The beginning point in any major political movement is usually easily tracked; a person's death, or a particularly unjust law, can mobilize the masses to finally rise up and seek justice. Sometimes the end of fighting can be harder to identify, because once a full-scale rebellion is no longer a mass undertaking of the people, smaller factions can continue their own personal crusades for years. Such was the environment of the Mexican Revolution; it began in 1910 with the aim of ousting dictator Porfirio Diaz and continued on for years, as the endpoint for the rebellion became murky.
It's agreed that the most violent part of the revolution ended in 1920, when President Venustiano Carranza was assassinated. He created the 1917 Constitution, which still governs Mexico to this day, and was effective in helping to overthrow one of the most infamous villains of the decade. His successor, Alvaro Obregon, instituted a great deal of these new provisions and worked to get the war-torn country back on its feet. Former president Adolfo de la Huerta, instigated one of the sporadic uprisings that continued on into 1923.
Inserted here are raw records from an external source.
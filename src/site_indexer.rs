// Copyright 2024-Present the index-schema authors.
//
// Licensed under the Apache License, Version 2.0 (the "License");
// you may not use this file except in compliance with the License.
// You may obtain a copy of the License at
//
//     http://www.apache.org/licenses/LICENSE-2.0
//
// Unless required by applicable law or agreed to in writing, software
// distributed under the License is distributed on an "AS IS" BASIS,
// WITHOUT WARRANTIES OR CONDITIONS OF ANY KIND, either express or implied.
// See the License for the specific language governing permissions and
// limitations under the License.

use std::fmt;
use std::num::NonZeroUsize;
use std::sync::Arc;
use std::time::{Duration, Instant};

use futures::stream::{self, StreamExt};
use serde::Serialize;
use tracing::{error, info};

use crate::index::Index;

/// Receives running completion counts while a bulk reindex is underway.
pub trait ProgressReporter: Send + Sync {
    /// Called after each document finishes, with the total number of
    /// documents handled so far (successes and failures combined).
    fn update(&self, completed: u64);
}

/// Outcome of one bulk reindex run.
#[derive(Clone, Debug, Serialize)]
pub struct IndexAllResult {
    /// Wall-clock duration of the run.
    pub elapsed: Duration,
    /// True iff every document was indexed.
    pub success: bool,
    /// Number of documents successfully indexed.
    pub done_count: u64,
    /// Number of documents that failed to index.
    pub failed_count: u64,
}

/// Drives a bulk reindex: feeds every document of a site into an [`Index`]
/// with bounded concurrency, counting successes and failures.
///
/// A failing document is logged and counted but never aborts the run; the
/// final [`IndexAllResult`] tells the caller whether the index is complete.
pub struct SiteIndexer {
    concurrency: NonZeroUsize,
    progress: Option<Arc<dyn ProgressReporter>>,
}

impl SiteIndexer {
    /// Creates a site indexer writing up to `concurrency` documents at once.
    pub fn new(concurrency: NonZeroUsize) -> Self {
        SiteIndexer {
            concurrency,
            progress: None,
        }
    }

    /// Attaches a progress reporter.
    pub fn with_progress(mut self, progress: Arc<dyn ProgressReporter>) -> Self {
        self.progress = Some(progress);
        self
    }

    /// Indexes every document in `documents`, replacing existing entries.
    pub async fn index_all<K, V, I>(
        &self,
        index: &I,
        documents: impl IntoIterator<Item = V>,
    ) -> IndexAllResult
    where
        I: Index<K, V>,
        K: fmt::Debug + Send + Sync,
        V: Send + Sync,
    {
        let started_at = Instant::now();
        let mut done_count: u64 = 0;
        let mut failed_count: u64 = 0;

        let mut outcomes = stream::iter(documents.into_iter().map(|document| async move {
            let key = index.key_of(&document);
            let outcome = index.replace(&document).await;
            (key, outcome)
        }))
        .buffer_unordered(self.concurrency.get());

        while let Some((key, outcome)) = outcomes.next().await {
            match outcome {
                Ok(()) => done_count += 1,
                Err(replace_err) => {
                    failed_count += 1;
                    error!(key = ?key, error = ?replace_err, "failed to index document");
                }
            }
            if let Some(progress) = &self.progress {
                progress.update(done_count + failed_count);
            }
        }

        let result = IndexAllResult {
            elapsed: started_at.elapsed(),
            success: failed_count == 0,
            done_count,
            failed_count,
        };
        info!(
            done = result.done_count,
            failed = result.failed_count,
            elapsed_secs = result.elapsed.as_secs(),
            "bulk reindex finished"
        );
        result
    }
}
A downhill spiral occurred when the successor to Obregon (handpicked by him), Plutarco Calles, decided to persecute the Catholic Church, because of his own strong atheistic beliefs; the Cristero War, that resulted from the revolt, lasted three years from 1926 to 1929. Behind the scenes the President continued to pull the political strings of Mexico, even after his term ended in 1928, as he installed puppet leaders and called himself their political chieftain. This came to a halt finally in 1934, with the election of Lazaro Cardenas to head office.
Most major fighting ceased at the end of the Cristero War (1929), and it is mainly this period that is picked by historians as the final phase of the revolution. However, the corruption in politics continued, rampant, as Calles became the most powerful man in Mexico and the office of President increasingly lost its validity. That's why others feel that it was the election (and eventual peaceful resignation) of Lazaro Cardenas which marked the true conclusion of the rebellion which had cost so many lives.
An extremely honest man, Cardenas was a bit radical and had leftist leanings. Worker unions and cooperatives were encouraged by him, education programs were set up for citizens, agrarian land was returned to the peasants and. Revolutionary war cries finally ceased in 1917, when, as president, he fully implemented a new constitution. He also was the first Mexican president to voluntarily relinquish his power at the end of his term. A first in Mexico's political history, it was a transition that happened in 1940. This political solidarity allowed for trustworthiness to creep back into the government, finally accomplishing what had been started thirty years before.